Felix Baumgartner, célèbre parachutiste autrichien et figure emblématique des sports extrêmes, est décédé à Porto Sant’Elpidio, une station balnéaire de la région italienne des Marches. Âgé de 56 ans, l’athlète s’est écrasé en parapente motorisé en début d’après-midi, vers 16 h. D’après les premières informations, il aurait perdu le contrôle de son engin à la suite d’un malaise alors qu’il survolait un complexe hôtelier. Son parapente aurait terminé sa trajectoire dans une piscine, blessant légèrement une femme présente sur place. Les secours, rapidement dépêchés sur les lieux, n’ont pu que constater son décès, apparemment survenu avant l’impact.
Une légende des airs
Né à Salzbourg en 1969, Baumgartner s’est fait connaître dans les années 1990 par ses exploits en base-jump, cette discipline de saut en parachute depuis des structures fixes. En 1999, il marque les esprits en sautant depuis la main de la statue du Christ Rédempteur à Rio de Janeiro, perchée à seulement 29 mètres du sol. Il enchaîne ensuite les performances, dont le franchissement de la Manche en 2003 en chute libre à l’aide d’ailes rigides en fibre de carbone. Son nom reste surtout associé à son exploit du 14 octobre 2012 : largué depuis une capsule à 39 000 mètres d’altitude, il devient le premier homme à franchir le mur du son en chute libre, atteignant une vitesse de plus de 1 340 km/h. Ce saut historique, diffusé en direct dans le monde entier, le propulse au rang de star planétaire.

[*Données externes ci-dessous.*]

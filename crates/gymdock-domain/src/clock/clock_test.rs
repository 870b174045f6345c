use chrono::{NaiveDate, TimeZone, Timelike, Utc};

use super::*;

fn toronto() -> ZoneCalendar {
    ZoneCalendar::default()
}

#[test]
fn test_late_evening_check_in_stays_on_local_day() {
    // 23:59 EDT on 2024-06-13 is 03:59 UTC on 2024-06-14
    let instant = Utc.with_ymd_and_hms(2024, 6, 14, 3, 59, 0).unwrap();

    assert_eq!(toronto().date_key(instant), "2024-06-13");
    assert_eq!(ZoneCalendar::new(chrono_tz::UTC).date_key(instant), "2024-06-14");
}

#[test]
fn test_monday_of_week_for_thursday() {
    // Thursday 2024-06-13, noon local
    let now = Utc.with_ymd_and_hms(2024, 6, 13, 16, 0, 0).unwrap();
    let monday = toronto().monday_of_week(now);

    assert_eq!(monday.date_naive(), NaiveDate::from_ymd_opt(2024, 6, 10).unwrap());
    assert_eq!(monday.hour(), 0);
    assert_eq!(monday.minute(), 0);
}

#[test]
fn test_sunday_belongs_to_previous_week() {
    let sunday = NaiveDate::from_ymd_opt(2024, 6, 16).unwrap();
    assert_eq!(monday_of(sunday), NaiveDate::from_ymd_opt(2024, 6, 10).unwrap());

    let monday = NaiveDate::from_ymd_opt(2024, 6, 10).unwrap();
    assert_eq!(monday_of(monday), monday);
}

#[test]
fn test_monday_across_dst_transitions() {
    // Spring forward: Sunday 2024-03-10 in Toronto
    let spring = Utc.with_ymd_and_hms(2024, 3, 10, 15, 0, 0).unwrap();
    assert_eq!(
        toronto().monday_of_week(spring).date_naive(),
        NaiveDate::from_ymd_opt(2024, 3, 4).unwrap()
    );

    // Fall back: Sunday 2024-11-03 in Toronto
    let fall = Utc.with_ymd_and_hms(2024, 11, 3, 15, 0, 0).unwrap();
    assert_eq!(
        toronto().monday_of_week(fall).date_naive(),
        NaiveDate::from_ymd_opt(2024, 10, 28).unwrap()
    );
}

#[test]
fn test_local_midnight_in_zone_with_midnight_gap() {
    // Santiago skips 00:00-01:00 on its spring-forward day
    let calendar = ZoneCalendar::from_name("America/Santiago").unwrap();
    let date = NaiveDate::from_ymd_opt(2024, 9, 8).unwrap();
    let midnight = calendar.local_midnight(date);

    assert_eq!(midnight.date_naive(), date);
    assert_eq!(midnight.hour(), 1);
}

#[test]
fn test_now_in_zone_uses_injected_clock() {
    let clock = FixedClock::new(Utc.with_ymd_and_hms(2024, 1, 1, 4, 30, 0).unwrap());
    let now = toronto().now_in_zone(&clock);

    // 04:30 UTC is 23:30 EST the previous day
    assert_eq!(now.date_naive(), NaiveDate::from_ymd_opt(2023, 12, 31).unwrap());
    assert_eq!(now.hour(), 23);
}

#[test]
fn test_from_name_rejects_unknown_zone() {
    assert!(ZoneCalendar::from_name("Mars/Olympus_Mons").is_err());
    assert_eq!(
        ZoneCalendar::from_name("America/Toronto").unwrap(),
        ZoneCalendar::default()
    );
}

#[test]
fn test_parse_instant_formats() {
    let with_offset = parse_instant("2024-06-13T23:59:00-04:00").unwrap();
    assert_eq!(with_offset, Utc.with_ymd_and_hms(2024, 6, 14, 3, 59, 0).unwrap());

    let zulu = parse_instant("2024-06-14T03:59:00Z").unwrap();
    assert_eq!(zulu, with_offset);

    // Naive timestamps are UTC
    let naive = parse_instant("2024-06-14T03:59:00.123456").unwrap();
    assert_eq!(naive.date_naive(), NaiveDate::from_ymd_opt(2024, 6, 14).unwrap());

    assert!(parse_instant("").is_none());
    assert!(parse_instant("yesterday").is_none());
    assert!(parse_instant("2024-13-01T00:00:00").is_none());
}

#[test]
fn test_parse_date_key() {
    assert_eq!(
        parse_date_key("2024-03-15"),
        NaiveDate::from_ymd_opt(2024, 3, 15)
    );
    assert!(parse_date_key("2024-3-15x").is_none());
}
use std::sync::Arc;

use log::{info, warn};

use gymdock_domain::attendance::WeeklyGoal;
use gymdock_domain::family::FamilyRoster;
use gymdock_domain::session::{SessionContext, SessionStore};
use gymdock_domain::{DomainError, MemberId};

/// Reads and updates the kiosk's remembered identity.
pub struct SessionService {
    store: Arc<dyn SessionStore>,
    default_goal: WeeklyGoal,
}

impl SessionService {
    pub fn new(store: Arc<dyn SessionStore>, default_goal: WeeklyGoal) -> Self {
        Self {
            store,
            default_goal,
        }
    }

    /// The stored session; a kiosk with nothing stored starts at the
    /// configured goal.
    pub async fn current(&self) -> Result<SessionContext, DomainError> {
        let session = self.store.load().await?;
        if session == SessionContext::default() {
            return Ok(SessionContext {
                weekly_goal: self.default_goal,
                ..session
            });
        }
        Ok(session)
    }

    /// Switch to `member_id`. Family data from a previous member is dropped.
    pub async fn remember_member(
        &self,
        member_id: MemberId,
    ) -> Result<SessionContext, DomainError> {
        let mut session = self.current().await?;
        if session.member_id.as_ref() != Some(&member_id) {
            session.forget_identity();
            session.member_id = Some(member_id);
            self.store.save(&session).await?;
        }
        Ok(session)
    }

    pub async fn remember_email(&self, email: &str) -> Result<SessionContext, DomainError> {
        let mut session = self.current().await?;
        session.member_email = Some(email.trim().to_string());
        self.store.save(&session).await?;
        Ok(session)
    }

    pub async fn set_goal(&self, goal: WeeklyGoal) -> Result<SessionContext, DomainError> {
        let mut session = self.current().await?;
        session.weekly_goal = goal;
        self.store.save(&session).await?;
        info!("[session] weekly goal set goal={}", goal.value());
        Ok(session)
    }

    /// Mirror a fresh roster. A roster with no active members means the
    /// family no longer exists, so the identity is forgotten.
    pub async fn remember_roster(
        &self,
        roster: &FamilyRoster,
    ) -> Result<SessionContext, DomainError> {
        let mut session = self.current().await?;
        if roster.active_count() == 0 {
            warn!(
                "[session] family has no active members, clearing identity email={}",
                roster.email()
            );
            session.forget_identity();
        } else {
            session.remember_roster(roster);
        }
        self.store.save(&session).await?;
        Ok(session)
    }

    /// Forget the identity when `error` says the backend no longer knows it.
    /// Returns whether anything was forgotten.
    pub async fn forget_if_missing(&self, error: &DomainError) -> Result<bool, DomainError> {
        if !matches!(
            error,
            DomainError::MemberNotFound(_) | DomainError::FamilyNotFound(_)
        ) {
            return Ok(false);
        }

        let mut session = self.current().await?;
        if session.member_id.is_none() && session.member_email.is_none() {
            return Ok(false);
        }

        warn!("[session] clearing identity after lookup failure: {}", error);
        session.forget_identity();
        self.store.save(&session).await?;
        Ok(true)
    }

    pub async fn clear(&self) -> Result<(), DomainError> {
        self.store.clear().await?;
        info!("[session] cleared");
        Ok(())
    }
}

Un homme à la personnalité contrastée
Surnommé « l’homme supersonique », Baumgartner ne se contentait pas des records. Licencié pilote d’hélicoptère, pratiquant l’escalade et la boxe, il affichait un style de vie en marge des normes. Il arborait notamment le tatouage « Born to fly », symbole d’une vie dédiée au dépassement de soi. Son image médiatique, construite autour de la maîtrise et du courage, n’empêchait pas des prises de position clivantes. Il s’exprimait régulièrement sur les réseaux sociaux, affichant son opposition aux politiques écologistes et à la cause LGBTQ+, tout en affichant une proximité assumée avec des figures politiques d’extrême-droite autrichienne. Des prises de position qui lui ont valu autant d’admirateurs que de critiques.
Un risque toujours assumé
Malgré les dangers inhérents à ses activités, Felix Baumgartner n’a jamais considéré son engagement comme une recherche de sensations fortes. Il revendiquait au contraire une rigueur méthodique dans la préparation de ses performances. Avant son saut de 2012, il expliquait refuser l’étiquette de casse-cou ou d’“accro à l’adrénaline”, affirmant ne s’épanouir que dans la précision et le contrôle. Cette discipline absolue, il l’avait appliquée à toutes les étapes de sa carrière, jusqu’à ce dernier vol en Italie, qui lui aura été fatal.